Dopo il successo di pubblico registrato a
gennaio, l’associazione culturale “Amici per la crepapelle” ha riproposto
domenica scorsa lo spettacolo “Filumena Marturano”, libero riadattamento in
vernacolo bitontino dell’omonima opera teatrale di Eduardo De Filippo.
L’opera, scritta nel 1946, è uno dei grandi
classici del teatro napoletano ed è uno dei lavori di De Filippo più conosciuti
e apprezzati dal pubblico e dalla critica internazionale. «La più cara delle sue creature» soleva definirla il drammaturgo partenopeo,
come ha ricordato l’attrice Anna Damone, che ha interpretato domenica scorsa Diana, la giovane
infermiera che il protagonista vuole sposare dopo aver invalidato il matrimonio
con Filumena.
La trama racconta le vicende di quest’ultima, ex
prostituta e madre di tre figli avuti da tre uomini diversi, uno dei quali è del
marito Domenico Suriano, che ne è totalmente all’oscuro.
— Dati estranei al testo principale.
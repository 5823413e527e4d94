//! Murmur3 32-bit hash.
//!
//! The standard public-domain algorithm: 4-byte little-endian chunks
//! through the scramble, a byte-folded tail, and the avalanche finalizer.
//! Little-endian reads are fixed (rather than native) so the function
//! hashes identically on every target.

const C1: u32 = 0xcc9e_2d51;
const C2: u32 = 0x1b87_3593;

#[inline]
fn scramble(k: u32) -> u32 {
    k.wrapping_mul(C1).rotate_left(15).wrapping_mul(C2)
}

/// Hash `key` with murmur3-32 under the given seed.
///
/// Not cryptographic. Used by [`Table`](crate::Table) to pick buckets.
pub fn murmur3_32(key: &[u8], seed: u32) -> u32 {
    let mut h = seed;

    let mut chunks = key.chunks_exact(4);
    for chunk in &mut chunks {
        let k = u32::from_le_bytes(chunk.try_into().expect("chunks_exact yields 4-byte chunks"));
        h ^= scramble(k);
        h = h.rotate_left(13);
        h = h.wrapping_mul(5).wrapping_add(0xe654_6b64);
    }

    // Fold the 0..=3 trailing bytes high-to-low; scramble(0) == 0, so an
    // empty tail leaves h untouched.
    let mut k = 0u32;
    for &byte in chunks.remainder().iter().rev() {
        k = (k << 8) | u32::from(byte);
    }
    h ^= scramble(k);

    h ^= key.len() as u32;
    h ^= h >> 16;
    h = h.wrapping_mul(0x85eb_ca6b);
    h ^= h >> 13;
    h = h.wrapping_mul(0xc2b2_ae35);
    h ^ (h >> 16)
}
Costretto da un
inganno della Marturano, che fingendosi in punto di morte volle sposarlo, Domenico è
intrappolato in un matrimonio mai accettato. Per annullarlo e sposarsi con
Diana, le tenta tutte, riuscendo alla fine ad avere la ragione. Ma la
notizia dell’esistenza di un figlio avuto da Filumena scombinerà i suoi piani.
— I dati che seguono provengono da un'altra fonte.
//! Per-thread allocation surface.
//!
//! Free functions operating on the calling thread's arena, which is
//! created (reserving its whole virtual memory region) on the first call
//! that needs it. Pointers returned here are valid until the arena is
//! cleared, rolled back past them, or deleted — there is no per-pointer
//! free.
//!
//! Everything in this module is confined to the calling thread: handing
//! a returned pointer or a [`CheckpointHandle`] to another thread is
//! outside the contract.

use std::ptr::NonNull;

use crate::checkpoint::CheckpointHandle;
use crate::error::AllocError;
use crate::registry;

/// Allocate `size` zeroed bytes from the calling thread's arena,
/// creating the arena on first use.
///
/// See [`Arena::alloc`](crate::Arena::alloc) for the failure modes.
pub fn alloc(size: usize) -> Result<NonNull<u8>, AllocError> {
    let mut arena = registry::resolve_or_create();
    // SAFETY: the registry hands out this arena only to the thread that
    // owns it, and the backing Box outlives this call.
    unsafe { arena.as_mut() }.alloc(size)
}

/// Reset the calling thread's arena, discarding every allocation and
/// checkpoint while keeping its committed memory for reuse.
///
/// Does nothing if the thread has no arena.
pub fn clear() {
    if let Some(mut arena) = registry::lookup() {
        // SAFETY: thread-confined arena, Box-stable address.
        unsafe { arena.as_mut() }.clear();
    }
}

/// Destroy the calling thread's arena, releasing its entire reserved
/// range, and remove it from the registry.
///
/// Does nothing if the thread has no arena. The next [`alloc`] or
/// [`checkpoint_new`] on this thread starts a fresh arena.
pub fn delete_arena() {
    drop(registry::remove_current());
}

/// Whether the calling thread currently owns an arena.
pub fn has_arena() -> bool {
    registry::lookup().is_some()
}

/// Snapshot the calling thread's arena (created on first use) as a new
/// checkpoint, locking it against persistent allocation.
pub fn checkpoint_new() -> CheckpointHandle {
    let mut arena = registry::resolve_or_create();
    // SAFETY: thread-confined arena, Box-stable address.
    unsafe { arena.as_mut() }.checkpoint()
}

/// Create a checkpoint nested under `parent` on the calling thread's
/// arena.
pub fn checkpoint_from(parent: CheckpointHandle) -> Result<CheckpointHandle, AllocError> {
    let mut arena = registry::resolve_or_create();
    // SAFETY: thread-confined arena, Box-stable address.
    unsafe { arena.as_mut() }.checkpoint_from(parent)
}

/// Allocate `size` zeroed bytes under an outstanding checkpoint on the
/// calling thread's arena.
pub fn checkpoint_alloc(handle: CheckpointHandle, size: usize) -> Result<NonNull<u8>, AllocError> {
    let mut arena = registry::resolve_or_create();
    // SAFETY: thread-confined arena, Box-stable address.
    unsafe { arena.as_mut() }.checkpoint_alloc(handle, size)
}

/// Roll the calling thread's arena back to `handle`, discarding it,
/// every later checkpoint, and everything allocated since.
pub fn checkpoint_delete(handle: CheckpointHandle) -> Result<(), AllocError> {
    match registry::lookup() {
        // SAFETY: thread-confined arena, Box-stable address.
        Some(mut arena) => unsafe { arena.as_mut() }.rollback_to(handle),
        None => Err(AllocError::StaleCheckpoint {
            generation: handle.generation(),
        }),
    }
}

/// Release a single allocation: intentionally a no-op.
///
/// Arena memory is reclaimed wholesale by [`clear`], checkpoint
/// rollback, or [`delete_arena`]. This exists so the arena can stand in
/// for allocators that do free individual pointers (see
/// [`Alloc`](crate::Alloc)).
pub fn free(_ptr: NonNull<u8>) {}

#[cfg(test)]
mod tests {
    use super::*;

    // The registry is process-global and pthread ids can be recycled, so
    // each test runs on its own thread and deletes the arena on both
    // ends.
    fn on_fresh_arena_thread<F: FnOnce() + Send + 'static>(f: F) {
        std::thread::spawn(move || {
            delete_arena();
            f();
            delete_arena();
        })
        .join()
        .expect("arena test thread panicked");
    }

    #[test]
    fn alloc_creates_the_arena_on_first_use() {
        on_fresh_arena_thread(|| {
            assert!(!has_arena());
            let ptr = alloc(32).unwrap();
            assert!(has_arena());
            // SAFETY: 32 bytes just allocated on this thread's arena.
            let bytes = unsafe { std::slice::from_raw_parts(ptr.as_ptr(), 32) };
            assert!(bytes.iter().all(|&b| b == 0));
        });
    }

    #[test]
    fn delete_arena_forgets_the_thread_entry() {
        on_fresh_arena_thread(|| {
            alloc(8).unwrap();
            assert!(has_arena());
            delete_arena();
            assert!(!has_arena());
            // Deleting twice is fine.
            delete_arena();
        });
    }

    #[test]
    fn clear_without_an_arena_is_a_no_op() {
        on_fresh_arena_thread(|| {
            clear();
            assert!(!has_arena());
        });
    }

    #[test]
    fn checkpoint_gates_persistent_alloc() {
        on_fresh_arena_thread(|| {
            alloc(16).unwrap();
            let cp = checkpoint_new();
            assert_eq!(alloc(1), Err(AllocError::CheckpointsActive));
            assert!(checkpoint_alloc(cp, 64).is_ok());
            checkpoint_delete(cp).unwrap();
            assert!(alloc(1).is_ok());
        });
    }

    #[test]
    fn checkpoint_delete_without_an_arena_reports_stale() {
        on_fresh_arena_thread(|| {
            let cp = checkpoint_new();
            delete_arena();
            assert_eq!(
                checkpoint_delete(cp),
                Err(AllocError::StaleCheckpoint {
                    generation: cp.generation()
                })
            );
        });
    }

    #[test]
    fn free_is_a_no_op() {
        on_fresh_arena_thread(|| {
            let ptr = alloc(4).unwrap();
            free(ptr);
            // The allocation is still there and still writable.
            // SAFETY: 4 bytes allocated above on this thread's arena.
            unsafe { *ptr.as_ptr() = 0xff };
        });
    }
}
Accetterà, quindi, di risposare la protagonista, ma a patto di non sapere quale
dei tre è il suo vero figlio, perché conoscendone l’identità, secondo Filumena,
farebbe preferenze rispetto agli altri due.
Ad interpretare il ruolo che fu di Sophia Loren,
nella versione cinematografica di Mastroianni del ’64 (Matrimonio all’italiana), è stata Daniela Schiavone,
mentre il ruolo di Suriano è stato interpretato da Carlo Pice. Nella Mongielloe Giovanni Garofalo hanno interpretato rispettivamente Rosalia, complice della
protagonista, e Alfredo, amico di Domenico, che aiuterà quest’ultimo d
affidarsi all’avvocato Nocella, Antonio Colasuonno. I tre figli sono stati
interpretati invece da Giuseppe Abbadessa, Francesco Bonasia e Fabrizio Decaro.
L’associazione “Amici per la crepapelle” ha
quindi riproposto l’opera che, sebbene sia stata scritta 70 anni fa, conserva la
sua attualità, aggiungendoci l’ironia che il dialetto bitontino è in grado di
dare senza stravolgere il significato originario del capolavoro di De Filippo.